WORK TASK —
Copy each line of the following data that contains "Debug".

---------------

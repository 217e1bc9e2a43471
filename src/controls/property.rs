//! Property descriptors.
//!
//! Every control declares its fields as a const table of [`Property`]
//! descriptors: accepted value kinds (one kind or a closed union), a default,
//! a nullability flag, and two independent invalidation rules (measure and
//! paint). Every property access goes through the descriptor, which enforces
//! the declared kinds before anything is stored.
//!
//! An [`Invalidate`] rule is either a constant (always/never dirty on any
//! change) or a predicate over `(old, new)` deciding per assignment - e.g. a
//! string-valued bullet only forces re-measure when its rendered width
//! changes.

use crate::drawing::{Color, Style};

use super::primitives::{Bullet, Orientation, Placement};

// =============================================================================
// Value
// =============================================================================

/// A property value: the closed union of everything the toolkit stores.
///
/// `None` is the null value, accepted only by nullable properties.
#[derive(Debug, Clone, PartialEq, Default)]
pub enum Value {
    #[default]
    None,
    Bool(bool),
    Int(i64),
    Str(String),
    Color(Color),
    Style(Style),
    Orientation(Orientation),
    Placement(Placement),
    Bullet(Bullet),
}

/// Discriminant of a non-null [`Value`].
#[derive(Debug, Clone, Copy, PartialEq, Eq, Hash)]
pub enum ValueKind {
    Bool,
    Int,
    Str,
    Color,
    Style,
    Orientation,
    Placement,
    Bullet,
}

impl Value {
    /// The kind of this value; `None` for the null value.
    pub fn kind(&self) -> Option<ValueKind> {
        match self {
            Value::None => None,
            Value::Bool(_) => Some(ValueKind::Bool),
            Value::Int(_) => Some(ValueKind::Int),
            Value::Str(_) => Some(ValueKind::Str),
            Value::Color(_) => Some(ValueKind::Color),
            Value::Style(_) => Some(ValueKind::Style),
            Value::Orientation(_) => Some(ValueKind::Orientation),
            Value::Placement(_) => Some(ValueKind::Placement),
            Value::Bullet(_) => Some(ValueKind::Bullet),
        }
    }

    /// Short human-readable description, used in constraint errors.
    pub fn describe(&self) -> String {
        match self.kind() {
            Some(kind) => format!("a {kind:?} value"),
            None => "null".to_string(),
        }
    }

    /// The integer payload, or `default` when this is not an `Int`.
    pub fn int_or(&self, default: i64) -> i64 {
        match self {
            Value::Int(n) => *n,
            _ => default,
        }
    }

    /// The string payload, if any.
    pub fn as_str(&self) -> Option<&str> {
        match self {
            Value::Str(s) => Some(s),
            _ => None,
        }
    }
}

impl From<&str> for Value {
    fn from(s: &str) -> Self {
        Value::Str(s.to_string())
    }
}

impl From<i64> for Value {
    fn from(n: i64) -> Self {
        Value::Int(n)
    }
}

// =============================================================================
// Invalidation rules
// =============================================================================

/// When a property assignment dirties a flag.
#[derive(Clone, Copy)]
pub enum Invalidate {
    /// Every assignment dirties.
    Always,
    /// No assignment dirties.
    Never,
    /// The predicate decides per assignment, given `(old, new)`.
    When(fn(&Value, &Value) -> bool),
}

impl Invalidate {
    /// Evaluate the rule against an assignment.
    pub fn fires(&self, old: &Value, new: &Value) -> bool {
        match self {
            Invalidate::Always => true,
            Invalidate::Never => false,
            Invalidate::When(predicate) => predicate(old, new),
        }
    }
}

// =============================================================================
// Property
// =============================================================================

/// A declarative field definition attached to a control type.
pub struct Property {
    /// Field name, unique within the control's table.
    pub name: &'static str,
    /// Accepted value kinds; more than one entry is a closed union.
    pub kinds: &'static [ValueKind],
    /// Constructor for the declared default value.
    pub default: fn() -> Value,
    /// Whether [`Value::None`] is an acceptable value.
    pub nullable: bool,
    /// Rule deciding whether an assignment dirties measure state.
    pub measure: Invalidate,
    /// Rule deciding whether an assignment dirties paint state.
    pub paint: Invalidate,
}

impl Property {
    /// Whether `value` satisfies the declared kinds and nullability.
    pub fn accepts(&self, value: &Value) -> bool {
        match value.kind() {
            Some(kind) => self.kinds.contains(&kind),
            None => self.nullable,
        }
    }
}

---------------

ANSWER BELOW —
#[derive(Debug, Clone, PartialEq, Default)]
#[derive(Debug, Clone, Copy, PartialEq, Eq, Hash)]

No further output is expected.